Jaagojaago Sat 07-Jan-17 23:49:40

Reading your OP again conveys to me how intensely you feel.

Which worries me.

I have not known a single Indian man on this regard to go against his family's or mother's wishes.

I know this is hard reading - but I am an Indian woman who sought out a foreign husband subconsciously because I knew what I wanted to escape.

I wanted to escape the Indian mother in law. And I am Indian myself.

Gosh this sounds all sorts of wrong I know. But I write out of concern for you.

You are so young. Please don't cook and clean for him. He will not go against his mother.

You need to believe me.

It's not a us and them situation. It's not the story of the titanic - you need to work on protecting yourself now.

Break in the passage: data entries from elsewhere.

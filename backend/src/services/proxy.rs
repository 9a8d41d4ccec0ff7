//! Passthrough to the external ML backend.
//!
//! The frontend never talks to the Python service directly. These calls
//! forward JSON to it and relay the answer, reshaping only where the browser
//! payload differs from what the backend expects. There are no retries; a
//! transport failure becomes a 500 with a user-facing message.

use async_trait::async_trait;
use serde_json::{json, Map, Value};
use std::sync::Arc;

use crate::error::ExplorerResult;

pub const TABULAR_PREDICT_PATH: &str = "/v1/tabular/predict";
pub const CHAT_ASK_PATH: &str = "/v1/chat/ask";
pub const LIGHTCURVE_ANALYZE_PATH: &str = "/v1/lightcurve/analyze";

pub const DEFAULT_MISSION: &str = "KEPLER";
pub const DEFAULT_OBJECT_ID: &str = "UI-CLIENT";

const PROXY_FAILURE: &str = "Failed to proxy request";
const CHAT_UNREACHABLE: &str = "Unable to reach AI assistant. Please try again.";
const CHAT_FAILED: &str = "Failed to process chat request";
const CHAT_REQUIRED_FIELDS: [&str; 3] = ["session_id", "message", "context"];

/// Raw answer from the ML backend.
#[derive(Debug, Clone, PartialEq)]
pub struct UpstreamResponse {
    pub status: u16,
    /// `None` when the body was not valid JSON
    pub body: Option<Value>,
}

impl UpstreamResponse {
    pub fn is_success(&self) -> bool {
        (200..300).contains(&self.status)
    }
}

/// What the proxy hands back to the browser.
#[derive(Debug, Clone, PartialEq)]
pub struct ProxyResponse {
    pub status: u16,
    pub body: Value,
}

impl ProxyResponse {
    fn error(status: u16, message: &str) -> Self {
        Self {
            status,
            body: json!({ "error": message }),
        }
    }
}

/// Transport to the ML backend.
#[async_trait]
pub trait PredictionBackend: Send + Sync {
    /// POST `body` as JSON to `path` (relative to the backend base URL).
    async fn post_json(&self, path: &str, body: &Value) -> ExplorerResult<UpstreamResponse>;
}

/// reqwest-backed transport.
#[cfg(feature = "http-server")]
pub struct HttpBackend {
    client: reqwest::Client,
    base_url: String,
}

#[cfg(feature = "http-server")]
impl HttpBackend {
    pub fn new(base_url: &str, timeout: std::time::Duration) -> ExplorerResult<Self> {
        let client = reqwest::Client::builder()
            .timeout(timeout)
            .build()
            .map_err(|e| {
                crate::error::ExplorerError::Configuration(format!(
                    "Failed to build HTTP client: {}",
                    e
                ))
            })?;
        Ok(Self {
            client,
            base_url: base_url.trim_end_matches('/').to_string(),
        })
    }

    pub fn base_url(&self) -> &str {
        &self.base_url
    }
}

#[cfg(feature = "http-server")]
#[async_trait]
impl PredictionBackend for HttpBackend {
    async fn post_json(&self, path: &str, body: &Value) -> ExplorerResult<UpstreamResponse> {
        let url = format!("{}{}", self.base_url, path);
        let response = self
            .client
            .post(&url)
            .json(body)
            .send()
            .await
            .map_err(|e| crate::error::ExplorerError::Upstream(format!("POST {}: {}", url, e)))?;

        let status = response.status().as_u16();
        let bytes = response
            .bytes()
            .await
            .map_err(|e| crate::error::ExplorerError::Upstream(format!("POST {}: {}", url, e)))?;
        Ok(UpstreamResponse {
            status,
            body: serde_json::from_slice(&bytes).ok(),
        })
    }
}

/// JavaScript-style truthiness, used for the chat required-field check.
fn is_truthy(value: Option<&Value>) -> bool {
    match value {
        None | Some(Value::Null) => false,
        Some(Value::Bool(b)) => *b,
        Some(Value::String(s)) => !s.is_empty(),
        Some(Value::Number(n)) => n.as_f64().map_or(false, |f| f != 0.0 && !f.is_nan()),
        Some(Value::Array(_)) | Some(Value::Object(_)) => true,
    }
}

fn non_null(value: Option<&Value>) -> Option<&Value> {
    value.filter(|v| !v.is_null())
}

/// Reshape a browser payload into the backend's tabular request.
///
/// Accepts `{features, mission, object_id}` or bare top-level features.
pub fn build_tabular_payload(incoming: &Value) -> Value {
    let features = non_null(incoming.get("features")).unwrap_or(incoming).clone();
    let mission = non_null(incoming.get("mission"))
        .cloned()
        .unwrap_or_else(|| Value::String(DEFAULT_MISSION.to_string()));
    let object_id = non_null(incoming.get("object_id"))
        .cloned()
        .unwrap_or_else(|| Value::String(DEFAULT_OBJECT_ID.to_string()));

    let mut payload = Map::new();
    payload.insert("mission".to_string(), mission);
    payload.insert("object_id".to_string(), object_id);
    payload.insert("features".to_string(), features);
    Value::Object(payload)
}

/// Names of required chat fields that are missing or empty.
pub fn missing_chat_fields(body: &Value) -> Vec<&'static str> {
    CHAT_REQUIRED_FIELDS
        .iter()
        .copied()
        .filter(|field| !is_truthy(body.get(*field)))
        .collect()
}

/// Endpoint semantics on top of a [`PredictionBackend`].
#[derive(Clone)]
pub struct BackendProxy {
    backend: Arc<dyn PredictionBackend>,
}

impl BackendProxy {
    pub fn new(backend: Arc<dyn PredictionBackend>) -> Self {
        Self { backend }
    }

    /// Forward a tabular feature vector for classification.
    pub async fn tabular_predict(&self, incoming: &Value) -> ProxyResponse {
        let payload = build_tabular_payload(incoming);
        self.relay(TABULAR_PREDICT_PATH, &payload).await
    }

    /// Forward a light-curve analysis request verbatim.
    pub async fn lightcurve_analyze(&self, body: &Value) -> ProxyResponse {
        self.relay(LIGHTCURVE_ANALYZE_PATH, body).await
    }

    /// Forward a chat message to the assistant.
    pub async fn chat_ask(&self, body: &Value) -> ProxyResponse {
        if !missing_chat_fields(body).is_empty() {
            return ProxyResponse::error(
                400,
                "Missing required fields: session_id, message, context",
            );
        }

        let upstream = match self.backend.post_json(CHAT_ASK_PATH, body).await {
            Ok(upstream) => upstream,
            Err(e) => {
                log::error!("Chat API error: {}", e);
                return ProxyResponse::error(500, CHAT_UNREACHABLE);
            }
        };

        if !upstream.is_success() {
            let detail = upstream
                .body
                .as_ref()
                .and_then(|b| b.get("detail"))
                .filter(|d| is_truthy(Some(*d)))
                .cloned()
                .unwrap_or_else(|| Value::String(CHAT_FAILED.to_string()));
            return ProxyResponse {
                status: upstream.status,
                body: json!({ "error": detail, "status": upstream.status }),
            };
        }

        match upstream.body {
            Some(body) => ProxyResponse {
                status: 200,
                body,
            },
            None => {
                log::error!("Chat API error: backend returned a non-JSON body");
                ProxyResponse::error(500, CHAT_UNREACHABLE)
            }
        }
    }

    async fn relay(&self, path: &str, payload: &Value) -> ProxyResponse {
        match self.backend.post_json(path, payload).await {
            Ok(UpstreamResponse {
                status,
                body: Some(body),
            }) => ProxyResponse { status, body },
            Ok(UpstreamResponse { status, body: None }) => {
                log::error!("Proxy {} error: non-JSON body with status {}", path, status);
                ProxyResponse::error(500, PROXY_FAILURE)
            }
            Err(e) => {
                log::error!("Proxy {} error: {}", path, e);
                ProxyResponse::error(500, PROXY_FAILURE)
            }
        }
    }
}

#[cfg(test)]
#[path = "proxy_tests.rs"]
mod tests;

Jaagojaago Sat 07-Jan-17 23:59:43

It isn't about what kind of a person you are and if only they saw it.

Indian parents could hair split over what segment of a caste a potential partner is from. Let alone a different race religion and nationality. However many Hindu-Muslim love stories Bollywood produces.

You can wear every saree you want. It's not about you.

I am cautioning you because this is how it will unfold -

You will believe that true love will conquer all. You will feel that if only you tried X or Y it would work. You will work hard to look after him. Convince him that you will make a great daughter in law. You will spend the next two years besotted, unhappy, trying trying trying so hard to reach the unattainable ideal of transforming into an Indian girl from the same class caste and state as him. At the end of the three years of this you will feel exhausted and spent and feel unable to walk away as you've already invested such a hard three years into this.

Then one day you will hear an arranged marriage has been fixed for him with a girl from his same parental caste whose horoscopes have been matched and whose parents have met his and everything is fixed. His mother issues an ultimatum that she will kill herself if he doesn't immediately come back and get married.

And he does.

-- I have not made this up. This is a story I have seen happen so very many times.

Please do not do this to yourself. I know internet strangers won't convince you, but please do not waste your university years on becoming a spent exhausted person whose self esteem and confidence gets eroded. Do not prime yourself to become so very vulnerable.

Walk out my dear girl. Hold your head high. Welcome your twenties with open hands. And walk away from this pit. Do not do this to yourself.

Jayfee Sun 08-Jan-17 00:04:25

At 19, you feel this is the real thing. The love of your life. Your soul mate. But it is probably the in love/in lust that is so strong, but is unlikely to survive the influence of his mother. Be careful not to let emotional issues affect your university studies. Your degree is an important step in your life.

Lessthanaballpark Sun 08-Jan-17 00:11:32

Oh OP I feel like you are my 19 year old self writing to me from the past!

Like PP have said, you are heading for a fall. You, an "easy" white girl, are second class in the eyes of his mum and you will never be a match for the kind of parental pressure exerted on your boyfriend.

Even he stays with you it's going to be a constant battle of wills. And you seem far too nice a person to win at that. You're desperate to get the approval of someone who is essentially a racist bigot. Do you really want to bang your head against a brick wall for the rest of your life?

Atenco Sun 08-Jan-17 03:35:19

Personally I have no knowledge of Indian culture, but my answer is pretty much the same as the others because a man who will hide your existence from his family is a coward.

A friend of mine had a Greek boyfriend who hid her existence from his mother for no good reason. They have since separated but every choice he has made has been the choices of a coward. He loves history but is studying engineering, for example. If he doesn't get the marks he wants/needs, it is always someone else's fault.

Aquamarine1029 Sun 08-Jan-17 03:38:53

Be VERY WARY of any man who won't stand up for you. If he won't do it now, he never will.